= Norman Fraser =

Chilean-born English composer and pianist

Norman George Fraser (26 November 1904–1986) was a Chilean-born English pianist and composer.
==Early life and education==
Fraser was born in Valparaiso in Chile of Scottish and Spanish parents. He studied music in Chili and Lausanne, Switzerland before moving to England in 1917 to study at the Royal Academy of Music with Carlo Albanesi, taking additional piano lessons with Isidor Philipp in Paris. He then returned to England to study piano with Tobias Matthay for three years, and established himself as a concert pianist and teacher.

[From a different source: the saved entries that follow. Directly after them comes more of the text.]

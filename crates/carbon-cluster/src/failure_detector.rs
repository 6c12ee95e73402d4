//! Heartbeat-timeout failure detection

use crate::member::MemberId;
use dashmap::DashMap;
use std::time::Duration;
use tokio::time::Instant;

/// Tracks when each remote member was last heard from
#[derive(Debug)]
pub struct FailureDetector {
    last_seen: DashMap<MemberId, Instant>,
    timeout: Duration,
}

impl FailureDetector {
    pub fn new(timeout: Duration) -> Self {
        Self {
            last_seen: DashMap::new(),
            timeout,
        }
    }

    pub fn timeout(&self) -> Duration {
        self.timeout
    }

    /// Record a sign of life
    pub fn heartbeat(&self, id: MemberId) {
        self.last_seen.insert(id, Instant::now());
    }

    pub fn forget(&self, id: &MemberId) {
        self.last_seen.remove(id);
    }

    pub fn is_tracked(&self, id: &MemberId) -> bool {
        self.last_seen.contains_key(id)
    }

    /// Members silent for longer than the timeout
    pub fn expired(&self) -> Vec<MemberId> {
        let now = Instant::now();
        self.last_seen
            .iter()
            .filter(|entry| now.duration_since(*entry.value()) > self.timeout)
            .map(|entry| *entry.key())
            .collect()
    }

    pub fn clear(&self) {
        self.last_seen.clear();
    }
}
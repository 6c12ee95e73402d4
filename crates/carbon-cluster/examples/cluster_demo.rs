//! Cluster membership and messaging demonstration
//!
//! Starts two well-known-address members in one process, waits for them to
//! see each other, sends a message from the first to the second and shuts
//! both down.

use async_trait::async_trait;
use carbon_cluster::{
    ClusterConfiguration, ClusterContext, ClusterMember, ClusterMessage, ClusteringAgent,
    LoggingMembershipListener, MessageHandler,
};
use std::path::PathBuf;
use std::sync::Arc;
use std::time::Duration;
use tokio::time::sleep;

/// Prints every message it executes
struct PrintingHandler {
    node: &'static str,
}

#[async_trait]
impl MessageHandler for PrintingHandler {
    async fn execute(
        &self,
        message: &mut ClusterMessage,
        sender: &ClusterMember,
    ) -> carbon_cluster::Result<()> {
        println!(
            "📨 {} executed '{}' from {}: {}",
            self.node, message.topic, sender.address, message.payload
        );
        message.mark_executed(format!("Executed by {}", self.node));
        Ok(())
    }
}

fn topology(name: &str) -> PathBuf {
    PathBuf::from(env!("CARGO_MANIFEST_DIR"))
        .join("tests")
        .join("resources")
        .join(name)
}

async fn start_node(
    name: &'static str,
    file: &str,
) -> Result<ClusteringAgent, Box<dyn std::error::Error>> {
    let mut configuration = ClusterConfiguration::new();
    configuration.set_configuration_source_location(topology(file));
    configuration.build()?;

    let context = ClusterContext::new(Arc::new(configuration))?;
    context
        .add_membership_listener(Arc::new(LoggingMembershipListener))
        .await;

    let agent = ClusteringAgent::with_message_handler(Arc::new(PrintingHandler { node: name }));
    agent.init(context).await?;
    Ok(agent)
}

#[tokio::main]
async fn main() -> Result<(), Box<dyn std::error::Error>> {
    // Initialize logging
    tracing_subscriber::fmt::init();

    println!("🚀 Starting Carbon Cluster Demo");

    let node1 = start_node("node-1", "cluster-03.toml").await?;
    let node2 = start_node("node-2", "cluster-04.toml").await?;

    // Wait for both members to see each other
    sleep(Duration::from_secs(1)).await;

    for (name, agent) in [("node-1", &node1), ("node-2", &node2)] {
        println!(
            "📊 {} sees {} member(s), coordinator: {}",
            name,
            agent.get_alive_member_count().await,
            agent.is_coordinator().await
        );
        for member in agent.get_members().await {
            println!("   {}", member);
        }
    }

    let message = ClusterMessage::new(
        "cache.invalidate",
        serde_json::json!({"cache": "registry", "keys": ["/_system/config"]}),
    );
    match node1.send_message(&message).await {
        Ok(report) => println!("✅ Delivered to {} member(s)", report.delivered.len()),
        Err(e) => println!("❌ {}", e),
    }

    if let Some(received) = node2.received_message(&message.id) {
        println!(
            "🔖 Execution marker on node-2: {}",
            received.execution_marker().unwrap_or("none")
        );
    }

    node2.shutdown().await;
    node1.shutdown().await;
    println!("👋 Demo finished");

    Ok(())
}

==Career and personal life==
Fraser was employed by the BBC from 1935 to 1943, where he was a programmer for the Latin American Service. He toured South America as a representative of the British Council, and from 1945 gave joint recitals with his wife, the Scottish mezzo-soprano Janet Fraser (née Janet Smith-Miller, 1911-????). From 1954 until his retirement in 1967 he re-joined the BBC as its European music supervisor. His address in the 1960s was Stangrove House, Edenbridge in Kent. In 1973 he settled at Seaford in East Sussex.

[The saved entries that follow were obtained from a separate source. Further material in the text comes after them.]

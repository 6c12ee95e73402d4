use clap::{Parser, Subcommand};
use std::path::PathBuf;

#[derive(Parser)]
#[command(
    name = "cluster-node",
    about = "Carbon cluster node launcher",
    version = env!("CARGO_PKG_VERSION"),
    long_about = "Starts a Carbon cluster member from a topology file, validates topology files, and sends cluster messages."
)]
pub struct Cli {
    #[command(subcommand)]
    pub command: Commands,

    /// Cluster topology file
    #[arg(short, long, value_name = "FILE", default_value = "cluster.toml")]
    pub config: PathBuf,

    /// Enable verbose output
    #[arg(short, long)]
    pub verbose: bool,

    /// Suppress output
    #[arg(short, long)]
    pub quiet: bool,
}

#[derive(Subcommand, Clone)]
pub enum Commands {
    /// Join the cluster and stay a member until Ctrl-C
    Run {
        /// Print the member list every N seconds
        #[arg(long, value_name = "SECS")]
        status_interval: Option<u64>,
    },

    /// Validate the topology file and print the effective settings
    Check,

    /// Join the cluster, send one message and leave
    Send {
        /// Message topic
        #[arg(short, long)]
        topic: String,

        /// JSON payload
        #[arg(short, long, default_value = "null")]
        payload: String,

        /// Seconds to wait for member discovery before sending
        #[arg(short, long, default_value = "3")]
        wait: u64,
    },
}

#[cfg(test)]
mod tests {
    use super::*;

    #[test]
    fn test_parse_send_command() {
        let cli = Cli::try_parse_from([
            "cluster-node",
            "--config",
            "node1.toml",
            "send",
            "--topic",
            "cache.invalidate",
            "--payload",
            "{\"cache\":\"registry\"}",
        ])
        .unwrap();

        assert_eq!(cli.config, PathBuf::from("node1.toml"));
        match cli.command {
            Commands::Send {
                topic,
                payload,
                wait,
            } => {
                assert_eq!(topic, "cache.invalidate");
                assert!(payload.contains("registry"));
                assert_eq!(wait, 3);
            }
            _ => panic!("expected send command"),
        }
    }

    #[test]
    fn test_default_config_path() {
        let cli = Cli::try_parse_from(["cluster-node", "check"]).unwrap();
        assert_eq!(cli.config, PathBuf::from("cluster.toml"));
        assert!(matches!(cli.command, Commands::Check));
    }
}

===Composing and writing===
Fraser's compositions include the four orchestral Chilean Dances, the Rondo Campesino for soprano and orchestra, a string quartet (1923), and piano (including a piano sonata), songs and chamber works (such as the Cueca for two violins and piano). Fraser was also the editor of the International Catalogue of Recorded Folk Music (1954), and a contributor to the Fifth Edition of Grove's Dictionary of Music.